Re: [PATCH V3 2/2] cgroup/rstat: Avoid thundering herd problem by kswapd across NUMA nodes

Jesper Dangaard Brouer <hawk@xxxxxxxxxx> · Thu, 27 Jun 2024 21:18:35 +0200

On 27/06/2024 20.45, Shakeel Butt wrote:
On Thu, Jun 27, 2024 at 04:32:03AM GMT, Yosry Ahmed wrote:
On Thu, Jun 27, 2024 at 3:33 AM Yosry Ahmed <yosryahmed@xxxxxxxxxx> wrote:
[...]

The reason why I suggested that the completion live in struct cgroup
is because there is a chance here that the flush completes and another
irrelevant flush starts between reading cgrp_rstat_ongoing_flusher and
calling wait_for_completion_interruptible_timeout().

I didn't add this per cgroup because I fear the race of adding a 
wait_for_completion on a cgroup that gets stuck there, but looking at 
the code the completion API should be able to avoid this.

Yes this can happen if flusher for irrelevant cgroup calls
reinit_completion() while the initial flusher was just about to call
wait_for_completion_interruptible_timeout().

Restoring two main functions to assist reviewer seeing the race:

On 26/06/2024 23.18, Jesper Dangaard Brouer wrote:
> +#define MAX_WAIT	msecs_to_jiffies(100)
> +/* Trylock helper that also checks for on ongoing flusher */
> +static bool cgroup_rstat_trylock_flusher(struct cgroup *cgrp)
> +{
> +retry:
> +	bool locked = __cgroup_rstat_trylock(cgrp, -1);
> +	if (!locked) {
> +		struct cgroup *cgrp_ongoing;
> +
> +		/* Lock is contended, lets check if ongoing flusher is
> +		 * taking care of this, if we are a descendant.
> +		 */
> +		cgrp_ongoing = READ_ONCE(cgrp_rstat_ongoing_flusher);
> +		if (!cgrp_ongoing)
> +			goto retry;
> +

Long wait/race here, can cause us to see an out-dated cgrp_ongoing.
And then another CPU manage to reach reinit_completion() below, before
execution continues here.

> +		if (cgroup_is_descendant(cgrp, cgrp_ongoing)) {
> +			wait_for_completion_interruptible_timeout(
> +				&cgrp_rstat_flusher_done, MAX_WAIT);
> +
> +			return false;
> +		}
> +		__cgroup_rstat_lock(cgrp, -1, false);
> +	}
> +	/* Obtained lock, record this cgrp as the ongoing flusher */
> +	reinit_completion(&cgrp_rstat_flusher_done);
> +	WRITE_ONCE(cgrp_rstat_ongoing_flusher, cgrp);
> +
> +	return true; /* locked */
> +}
> +
> +static void cgroup_rstat_unlock_flusher(struct cgroup *cgrp)
> +{
> +	WRITE_ONCE(cgrp_rstat_ongoing_flusher, NULL);
> +	complete_all(&cgrp_rstat_flusher_done);
> +	__cgroup_rstat_unlock(cgrp, -1);
> +}

This will cause the caller to wait for an irrelevant flush, which may
be fine because today the caller would wait for the lock anyway.
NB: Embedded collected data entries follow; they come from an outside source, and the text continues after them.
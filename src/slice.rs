// Copyright (c) 2024-present, fjall-rs
// This source code is licensed under both the Apache 2.0 and MIT License
// (found in the LICENSE-* files in the repository)

use byteview::ByteView;
use std::sync::Arc;

/// An immutable byte slice that can be cloned without additional heap allocation
///
/// Used for document ids, version identifiers, perspective tags, composed
/// keys and stored records alike.
#[derive(Debug, Clone, Eq, Ord)]
pub struct Slice(ByteView);

// Hashes the content as a plain byte slice, so `&[u8]` lookups into hash
// maps keyed by `Slice` agree with the owned key.
impl std::hash::Hash for Slice {
    fn hash<H: std::hash::Hasher>(&self, state: &mut H) {
        self.0.as_ref().hash(state);
    }
}

impl Slice {
    /// Construct a [`Slice`] from a byte slice.
    #[must_use]
    pub fn new(bytes: &[u8]) -> Self {
        Self(bytes.into())
    }

    pub(crate) fn empty() -> Self {
        Self(ByteView::new(&[]))
    }

    pub(crate) fn from_reader<R: std::io::Read>(
        reader: &mut R,
        len: usize,
    ) -> std::io::Result<Self> {
        ByteView::from_reader(reader, len).map(Self)
    }

    /// Clones the bytes into a new `Vec`.
    #[must_use]
    pub fn to_vec(&self) -> Vec<u8> {
        self.0.to_vec()
    }
}

impl std::ops::Deref for Slice {
    type Target = [u8];

    fn deref(&self) -> &Self::Target {
        &self.0
    }
}

impl AsRef<[u8]> for Slice {
    fn as_ref(&self) -> &[u8] {
        &self.0
    }
}

impl std::borrow::Borrow<[u8]> for Slice {
    fn borrow(&self) -> &[u8] {
        &self.0
    }
}

impl From<ByteView> for Slice {
    fn from(value: ByteView) -> Self {
        Self(value)
    }
}

impl From<Vec<u8>> for Slice {
    fn from(value: Vec<u8>) -> Self {
        Self(ByteView::from(value))
    }
}

impl From<String> for Slice {
    fn from(value: String) -> Self {
        Self(ByteView::from(value.into_bytes()))
    }
}

impl From<&[u8]> for Slice {
    fn from(value: &[u8]) -> Self {
        Self(ByteView::new(value))
    }
}

impl From<&str> for Slice {
    fn from(value: &str) -> Self {
        Self::from(value.as_bytes())
    }
}

impl From<&Vec<u8>> for Slice {
    fn from(value: &Vec<u8>) -> Self {
        Self::from(value.as_slice())
    }
}

impl From<Arc<[u8]>> for Slice {
    fn from(value: Arc<[u8]>) -> Self {
        Self::from(&*value)
    }
}

impl<const N: usize> From<[u8; N]> for Slice {
    fn from(value: [u8; N]) -> Self {
        Self::from(value.as_slice())
    }
}

impl FromIterator<u8> for Slice {
    fn from_iter<T: IntoIterator<Item = u8>>(iter: T) -> Self {
        Self::from(iter.into_iter().collect::<Vec<u8>>())
    }
}

impl From<Slice> for Vec<u8> {
    fn from(value: Slice) -> Self {
        value.to_vec()
    }
}

impl<T: AsRef<[u8]>> PartialEq<T> for Slice {
    fn eq(&self, other: &T) -> bool {
        self.0.as_ref() == other.as_ref()
    }
}

impl PartialEq<Slice> for &[u8] {
    fn eq(&self, other: &Slice) -> bool {
        *self == other.0.as_ref()
    }
}

impl<T: AsRef<[u8]>> PartialOrd<T> for Slice {
    fn partial_cmp(&self, other: &T) -> Option<std::cmp::Ordering> {
        self.0.as_ref().partial_cmp(other.as_ref())
    }
}

#[cfg(test)]
mod tests {
    use super::Slice;

    #[test]
    fn slice_cmp() {
        assert!(Slice::from("") < Slice::from([0u8]));
        assert!(Slice::from([0u8]) < Slice::from([0u8, 0]));
        assert!(Slice::from([0u8, 255]) < Slice::from([1u8]));
        assert!(Slice::from([1u8]) < Slice::from([1u8, 0]));
    }

    #[test]
    fn slice_eq_heterogeneous() {
        let s = Slice::from("abc");
        assert_eq!(s, *b"abc");
        assert_eq!(s.to_vec(), b"abc".to_vec());
    }
}
// Copyright (c) 2024-present, fjall-rs
// This source code is licensed under both the Apache 2.0 and MIT License
// (found in the LICENSE-* files in the repository)

use crate::{
    coding::{DecodeError, EncodeError},
    config::ConfigError,
    version::{Version, VersionError},
};

/// Represents errors that can occur in the versioned tree store
#[derive(Debug)]
pub enum Error {
    /// I/O error
    Io(std::io::Error),

    /// Serialization failed
    Encode(EncodeError),

    /// Deserialization failed
    Decode(DecodeError),

    /// Invalid tree configuration
    Config(ConfigError),

    /// Malformed version identifier
    Version(VersionError),

    /// The item was rejected by the write pipeline: structural mismatch,
    /// duplicate version, unknown parents, or a second root next to a
    /// non-deleted head
    NotValidNewItem {
        /// Parent versions that could not be resolved to an existing version
        /// of the same id (empty when the rejection was not parent-related)
        problem_parents: Vec<Version>,
    },

    /// The requested version does not exist in this tree
    VersionNotFound,

    /// `del` was called on a validating tree
    DelNeedsSkipValidation,

    /// The tree input was closed by `end`
    Closed,

    /// A storage error aborted the committer; the tree no longer accepts writes
    Poisoned,

    /// Invalid stream option combination
    InvalidStreamOptions(&'static str),

    /// The insertion counter no longer fits into the configured `i_size`
    CounterExhausted,

    /// An index entry points at data that does not exist or does not parse;
    /// the store content is damaged
    Unrecoverable,
}

impl std::fmt::Display for Error {
    fn fmt(&self, f: &mut std::fmt::Formatter<'_>) -> std::fmt::Result {
        match self {
            Self::Io(e) => write!(f, "{e}"),
            Self::Encode(e) => write!(f, "{e}"),
            Self::Decode(e) => write!(f, "{e}"),
            Self::Config(e) => write!(f, "{e}"),
            Self::Version(e) => write!(f, "{e}"),
            Self::NotValidNewItem { .. } => write!(f, "not a valid new item"),
            Self::VersionNotFound => write!(f, "version not found"),
            Self::DelNeedsSkipValidation => {
                write!(f, "del is only available if skip_validation is set to true")
            }
            Self::Closed => write!(f, "tree is closed"),
            Self::Poisoned => write!(f, "tree is poisoned"),
            Self::InvalidStreamOptions(what) => write!(f, "{what}"),
            Self::CounterExhausted => write!(f, "insertion counter exhausted"),
            Self::Unrecoverable => write!(f, "store content is unrecoverable"),
        }
    }
}

impl std::error::Error for Error {
    fn source(&self) -> Option<&(dyn std::error::Error + 'static)> {
        match self {
            Self::Io(e) => Some(e),
            Self::Encode(e) => Some(e),
            Self::Decode(e) => Some(e),
            Self::Config(e) => Some(e),
            Self::Version(e) => Some(e),
            _ => None,
        }
    }
}

impl From<std::io::Error> for Error {
    fn from(value: std::io::Error) -> Self {
        Self::Io(value)
    }
}

impl From<EncodeError> for Error {
    fn from(value: EncodeError) -> Self {
        Self::Encode(value)
    }
}

impl From<DecodeError> for Error {
    fn from(value: DecodeError) -> Self {
        Self::Decode(value)
    }
}

impl From<ConfigError> for Error {
    fn from(value: ConfigError) -> Self {
        Self::Config(value)
    }
}

impl From<VersionError> for Error {
    fn from(value: VersionError) -> Self {
        Self::Version(value)
    }
}

/// Tree result
pub type Result<T> = std::result::Result<T, Error>;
Just
mentioning this in case you think this may happen enough to be a
problem.

Yes, it would wait for an irrelevant flush.
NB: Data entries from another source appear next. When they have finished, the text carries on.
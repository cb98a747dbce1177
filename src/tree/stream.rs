// Copyright (c) 2024-present, fjall-rs
// This source code is licensed under both the Apache 2.0 and MIT License
// (found in the LICENSE-* files in the repository)

use super::inner::Core;
use crate::{
    item::Item,
    key::{parse_key, ParsedKind},
    range::i_key_range,
    store::{Direction, Store},
    version::Version,
    Error, Slice,
};
use std::sync::{atomic::Ordering, Arc, Condvar, Mutex};
use std::time::Duration;

/// Default tail poll interval
pub const DEFAULT_TAIL_RETRY: Duration = Duration::from_millis(1000);

/// Cancellation handle for a stream
///
/// Cloneable and callable from any thread; `close` wakes a tailing stream
/// out of its poll sleep. After `close` returns, the stream delivers no
/// further items.
#[derive(Clone, Debug, Default)]
pub struct Closer(Arc<CloserInner>);

#[derive(Debug, Default)]
struct CloserInner {
    closed: Mutex<bool>,
    cv: Condvar,
}

impl Closer {
    /// Closes the associated stream.
    pub fn close(&self) {
        #[expect(clippy::expect_used, reason = "lock poisoning is unrecoverable")]
        let mut closed = self.0.closed.lock().expect("lock poisoned");
        *closed = true;
        self.0.cv.notify_all();
    }

    /// Whether `close` was called.
    #[must_use]
    pub fn is_closed(&self) -> bool {
        #[expect(clippy::expect_used, reason = "lock poisoning is unrecoverable")]
        let closed = self.0.closed.lock().expect("lock poisoned");
        *closed
    }

    /// Sleeps up to `timeout`, waking early on `close`.
    ///
    /// Returns whether the closer fired.
    pub(crate) fn sleep(&self, timeout: Duration) -> bool {
        #[expect(clippy::expect_used, reason = "lock poisoning is unrecoverable")]
        let closed = self.0.closed.lock().expect("lock poisoned");

        #[expect(clippy::expect_used, reason = "lock poisoning is unrecoverable")]
        let (closed, _) = self
            .0
            .cv
            .wait_timeout_while(closed, timeout, |closed| !*closed)
            .expect("lock poisoned");

        *closed
    }
}

/// Options for [`crate::Tree::read_stream`]
#[derive(Clone, Debug, Default)]
pub struct ReadStreamOpts {
    /// Start emission at this version (by its insertion counter)
    pub first: Option<Version>,

    /// Shift the lower bound one position past `first`
    pub exclude_first: bool,

    /// Stop emission at this version (by its insertion counter)
    pub last: Option<Version>,

    /// Shift the upper bound one position before `last`
    pub exclude_last: bool,

    /// Only emit items of this document id
    pub id: Option<Slice>,

    /// Emit in descending insertion order (mutually exclusive with `tail`)
    pub reverse: bool,

    /// Keep polling for new items after the current range is exhausted
    pub tail: bool,

    /// Poll interval in tail mode; default 1000 ms
    pub tail_retry: Option<Duration>,

    /// Skip record decoding and only hand out the stored bytes
    pub raw: bool,
}

impl ReadStreamOpts {
    /// Creates default options: full insertion order, decoded items.
    #[must_use]
    pub fn new() -> Self {
        Self::default()
    }

    /// Starts emission at `v`.
    #[must_use]
    pub fn first(mut self, v: Version) -> Self {
        self.first = Some(v);
        self
    }

    /// Excludes `first` itself from emission.
    #[must_use]
    pub fn exclude_first(mut self) -> Self {
        self.exclude_first = true;
        self
    }

    /// Stops emission at `v` (inclusive).
    #[must_use]
    pub fn last(mut self, v: Version) -> Self {
        self.last = Some(v);
        self
    }

    /// Excludes `last` itself from emission.
    #[must_use]
    pub fn exclude_last(mut self) -> Self {
        self.exclude_last = true;
        self
    }

    /// Restricts emission to one document id.
    #[must_use]
    pub fn id(mut self, id: impl Into<Slice>) -> Self {
        self.id = Some(id.into());
        self
    }

    /// Emits in descending insertion order.
    #[must_use]
    pub fn reverse(mut self) -> Self {
        self.reverse = true;
        self
    }

    /// Follows the tree: polls for new items instead of ending.
    #[must_use]
    pub fn tail(mut self) -> Self {
        self.tail = true;
        self
    }

    /// Sets the tail poll interval.
    #[must_use]
    pub fn tail_retry(mut self, interval: Duration) -> Self {
        self.tail_retry = Some(interval);
        self
    }

    /// Skips record decoding.
    #[must_use]
    pub fn raw(mut self) -> Self {
        self.raw = true;
        self
    }
}

/// One emitted stream element
#[derive(Clone, Debug)]
pub struct StreamEntry {
    /// Decoded item; absent in raw mode
    pub item: Option<Item>,

    /// Stored record bytes
    pub record: Slice,
}

impl StreamEntry {
    /// Consumes the entry into its decoded item.
    #[must_use]
    pub fn into_item(self) -> Option<Item> {
        self.item
    }
}

/// Stream over items in insertion order
///
/// Takes a logical snapshot at creation: items committed later are not
/// emitted unless `tail` was set. Pull-based, so consumer backpressure is
/// structural.
pub struct ReadStream<S: Store> {
    core: Arc<Core<S>>,
    iter: crate::store::RangeIter,
    direction: Direction,

    id_filter: Option<Slice>,

    /// Inclusive upper bound for tail requeries (`None` = follow forever)
    upper: Option<u64>,

    tail: bool,
    tail_retry: Duration,
    raw: bool,

    /// Highest insertion counter visited, next tail requery starts past it
    last_i: u64,

    emitted: u64,
    done: bool,
    closer: Closer,
}

impl<S: Store> ReadStream<S> {
    pub(crate) fn open(core: Arc<Core<S>>, opts: ReadStreamOpts) -> crate::Result<Self> {
        if opts.tail && opts.reverse {
            return Err(Error::InvalidStreamOptions(
                "tail and reverse are mutually exclusive",
            ));
        }

        let snapshot = core.committed_i.load(Ordering::Acquire);

        let min_i = match &opts.first {
            Some(v) => {
                let i = resolve_version_i(&core, v)?;
                if opts.exclude_first {
                    i + 1
                } else {
                    i
                }
            }
            None => 1,
        };

        let user_max = match &opts.last {
            Some(v) => {
                let i = resolve_version_i(&core, v)?;
                Some(if opts.exclude_last { i.saturating_sub(1) } else { i })
            }
            None => None,
        };

        let upper = if opts.tail {
            user_max
        } else {
            Some(user_max.map_or(snapshot, |m| m.min(snapshot)))
        };

        let range = i_key_range(&core.keyspace, Some(min_i), upper);
        let direction = if opts.reverse {
            Direction::Reverse
        } else {
            Direction::Forward
        };
        let iter = core.store.range(&range.start, &range.end, direction);

        Ok(Self {
            iter,
            direction,
            id_filter: opts.id,
            upper,
            tail: opts.tail,
            tail_retry: opts.tail_retry.unwrap_or(DEFAULT_TAIL_RETRY),
            raw: opts.raw,
            last_i: min_i.saturating_sub(1),
            emitted: 0,
            done: false,
            closer: Closer::default(),
            core,
        })
    }

    /// Returns a cancellation handle for this stream.
    #[must_use]
    pub fn closer(&self) -> Closer {
        self.closer.clone()
    }

    /// Closes the stream; no further items are delivered.
    pub fn close(&self) {
        self.closer.close();
    }

    /// Number of items delivered so far.
    #[must_use]
    pub fn emitted(&self) -> u64 {
        self.emitted
    }

    fn lookup(&self, i: u64, head_key: &[u8]) -> crate::Result<Option<StreamEntry>> {
        let ParsedKind::Head { id, .. } = parse_key(head_key)?.kind else {
            return Err(Error::Unrecoverable);
        };

        if let Some(filter) = &self.id_filter {
            if id != *filter {
                return Ok(None);
            }
        }

        let ds_key = self.core.keyspace.ds_key(&id, i);
        let Some(record) = self.core.store.get(&ds_key)? else {
            return Err(Error::Unrecoverable);
        };

        let item = if self.raw {
            None
        } else {
            Some(Item::from_record(&record)?)
        };

        Ok(Some(StreamEntry { item, record }))
    }
}

impl<S: Store> Iterator for ReadStream<S> {
    type Item = crate::Result<StreamEntry>;

    fn next(&mut self) -> Option<Self::Item> {
        if self.done || self.closer.is_closed() {
            self.done = true;
            return None;
        }

        loop {
            match self.iter.next() {
                Some(Ok((i_key, head_key))) => {
                    let i = match parse_key(&i_key) {
                        Ok(parsed) => match parsed.kind {
                            ParsedKind::Insertion { i } => i,
                            _ => {
                                self.done = true;
                                return Some(Err(Error::Unrecoverable));
                            }
                        },
                        Err(e) => {
                            self.done = true;
                            return Some(Err(e.into()));
                        }
                    };

                    if self.direction == Direction::Forward {
                        self.last_i = i;
                    }

                    match self.lookup(i, &head_key) {
                        Ok(Some(entry)) => {
                            self.emitted += 1;
                            return Some(Ok(entry));
                        }
                        Ok(None) => {} // id filter mismatch
                        Err(e) => {
                            self.done = true;
                            return Some(Err(e));
                        }
                    }
                }

                Some(Err(e)) => {
                    self.done = true;
                    return Some(Err(e));
                }

                None => {
                    if !self.tail {
                        self.done = true;
                        return None;
                    }

                    if self.closer.sleep(self.tail_retry) {
                        self.done = true;
                        return None;
                    }

                    let range =
                        i_key_range(&self.core.keyspace, Some(self.last_i + 1), self.upper);
                    self.iter =
                        self.core
                            .store
                            .range(&range.start, &range.end, Direction::Forward);
                }
            }
        }
    }
}

/// Maps a version to its insertion counter through the version index.
fn resolve_version_i<S: Store>(core: &Core<S>, v: &Version) -> crate::Result<u64> {
    let Some(ds_key) = core.store.get(&core.keyspace.v_key(v))? else {
        return Err(Error::VersionNotFound);
    };

    match parse_key(&ds_key)?.kind {
        ParsedKind::Data { i, .. } => Ok(i),
        _ => Err(Error::Unrecoverable),
    }
}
Actually, I think this can happen beyond the window I described above.
I think it's possible that a thread waits for the flush, then gets
woken up when complete_all() is called, but another flusher calls
reinit_completion() immediately. The woken up thread will observe
completion->done == 0 and go to sleep again.

I don't think it will go to sleep again as there is no retry.

I think most of these cases can be avoided if we make the completion
per cgroup. It is still possible to wait for more flushes than
necessary, but only if they are for the same cgroup.

Yeah, per-cgroup completion would avoid the problem of waiting for
irrelevant flush.

Great, I will code up a version with per-cgroup completion.

--Jesper